Work instruction:
Search the material for the string "display", then return every line where it is found.

Provided records:

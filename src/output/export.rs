//! Plain-text corpus export
//!
//! Downstream training reads a text file with one example per line. This
//! module turns the records file into that shape. Anything beyond making a
//! body fit on one line belongs to the downstream tools.

use crate::storage::{for_each_jsonl, ChildRecord};
use crate::HarvestError;
use std::fs::File;
use std::io::{BufWriter, Write};
use std::path::Path;

/// Bodies the source uses in place of removed content
const PLACEHOLDER_BODIES: [&str; 2] = ["[deleted]", "[removed]"];

/// Turns a comment body into a single export line
pub trait TextNormalizer {
    /// Returns `None` to leave the body out of the export
    fn normalize(&self, body: &str) -> Option<String>;
}

/// Collapses every whitespace run to one space and drops empty or
/// placeholder bodies
#[derive(Debug, Clone, Copy, Default)]
pub struct FlattenWhitespace;

impl TextNormalizer for FlattenWhitespace {
    fn normalize(&self, body: &str) -> Option<String> {
        let flat = body.split_whitespace().collect::<Vec<_>>().join(" ");
        if flat.is_empty() || PLACEHOLDER_BODIES.contains(&flat.as_str()) {
            None
        } else {
            Some(flat)
        }
    }
}

/// Writes one normalized comment body per line to `out_path`
///
/// The output file is replaced. Returns the number of lines written.
pub fn export_text(
    records_path: &Path,
    out_path: &Path,
    normalizer: &dyn TextNormalizer,
) -> Result<usize, HarvestError> {
    if let Some(parent) = out_path.parent() {
        if !parent.as_os_str().is_empty() {
            std::fs::create_dir_all(parent)?;
        }
    }

    let mut writer = BufWriter::new(File::create(out_path)?);
    let mut lines = 0;

    for_each_jsonl(records_path, |record: ChildRecord| {
        if let Some(line) = normalizer.normalize(&record.body) {
            writeln!(writer, "{}", line)?;
            lines += 1;
        }
        Ok(())
    })?;

    writer.flush()?;
    tracing::info!("Exported {} lines to {}", lines, out_path.display());
    Ok(lines)
}
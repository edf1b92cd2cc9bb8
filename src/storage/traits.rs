//! Storage traits and error types
//!
//! This module defines the trait interface for the resume ledger and the
//! error type shared by all on-disk sinks.

use std::collections::HashSet;
use std::path::PathBuf;
use thiserror::Error;

/// Errors that can occur during storage operations
#[derive(Debug, Error)]
pub enum StorageError {
    #[error("IO error: {0}")]
    Io(#[from] std::io::Error),

    #[error("Serialization error: {0}")]
    Serialization(#[from] serde_json::Error),

    #[error("Corrupt record in {} at line {line}: {message}", .path.display())]
    Corrupt {
        path: PathBuf,
        line: usize,
        message: String,
    },
}

/// Result type for storage operations
pub type StorageResult<T> = Result<T, StorageError>;

/// Durable record of threads whose collection walk finished
///
/// Implementations are append-only. An identifier missing from the ledger
/// only means the thread was not confirmed complete, never that it does not
/// exist remotely.
pub trait ResumeLedger {
    /// Loads every identifier recorded by previous runs
    fn load(&self) -> StorageResult<HashSet<String>>;

    /// Records a thread as complete
    ///
    /// Must not return until the entry is durable. Callers only invoke this
    /// after the thread's records have themselves been made durable.
    fn mark_done(&mut self, id: &str) -> StorageResult<()>;
}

Response below:
    tracing::info!("Exported {} lines to {}", lines, out_path.display());
    #[error("Corrupt record in {} at line {line}: {message}", .path.display())]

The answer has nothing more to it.